I think you can definitely apply this principal to someone who is being negative. After all, it's their mindset and their mood; no one says you have to adopt it, even for a minute!

Limit Exposure

If you do personally know a Debbie Downer and the above strategies don't crack a dent in that person's hardshell, negative exterior, you can always try to not spend as much time around him or her. You are only human, after all, and even the most optimistic one among us can only be Ms. Sunshine for so long until our own veneer starts to crack.

Limit yourself, if you can, to small doses of the person's negativity. Once you're on your own, do something uplifting to refill your well. Just because another person consistently sees the glass half-empty doesn't mean you have to follow suit.

Photo Source

femmefrugality's picture

femmefrugality wrote:

Tue, 01/24/2012 - 17:16 Comment #: 1

Great tips! And the Debbie Downer skit was a favorite....wahhhh wahhhhh.

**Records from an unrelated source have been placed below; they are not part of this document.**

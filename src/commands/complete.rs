use crate::{
    db::orders::Orders,
    libs::{
        messages::Message,
        session::{Action, UserSession},
        timestamp::Timestamp,
    },
    msg_success,
};
use anyhow::Result;
use clap::Args;

#[derive(Debug, Args)]
pub struct CompleteArgs {
    /// Work order identifier
    id: String,

    /// Completion time; defaults to now
    #[arg(long)]
    at: Option<String>,
}

/// Marks an order complete. Refused while it awaits an external dependency.
pub fn cmd(args: CompleteArgs) -> Result<()> {
    UserSession::load()?.authorize(Action::Complete)?;

    let orders = Orders::new()?;
    let order = orders.get(&args.id)?;
    let at = args.at.as_deref().map(Timestamp::parse).transpose()?.and_then(|t| t.to_local());

    let completed = order.complete(at)?;
    orders.save(&completed)?;

    msg_success!(Message::OrderCompleted(completed.id));
    Ok(())
}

American Debt Project's picture

American Debt Project wrote:

Tue, 01/24/2012 - 18:06 Comment #: 2

One of my best friends is very negative, but we are so close that I call her out on it and we can laugh about it. She'll find fault with everything, and I'll point out how fault-findy she's being and she gets the point. But on the other hand, I have a coworker who is extremely negative. She dislikes everyone and everything at some point in the day. It's wah, wah, wah all the time and you know how it makes me see her? As incredibly lazy and boring. So even though we all get negative at some point, I do try to limit myself from falling into this mindset of complaining and being negative because pretty you begin to embody those qualities. And nobody wants that!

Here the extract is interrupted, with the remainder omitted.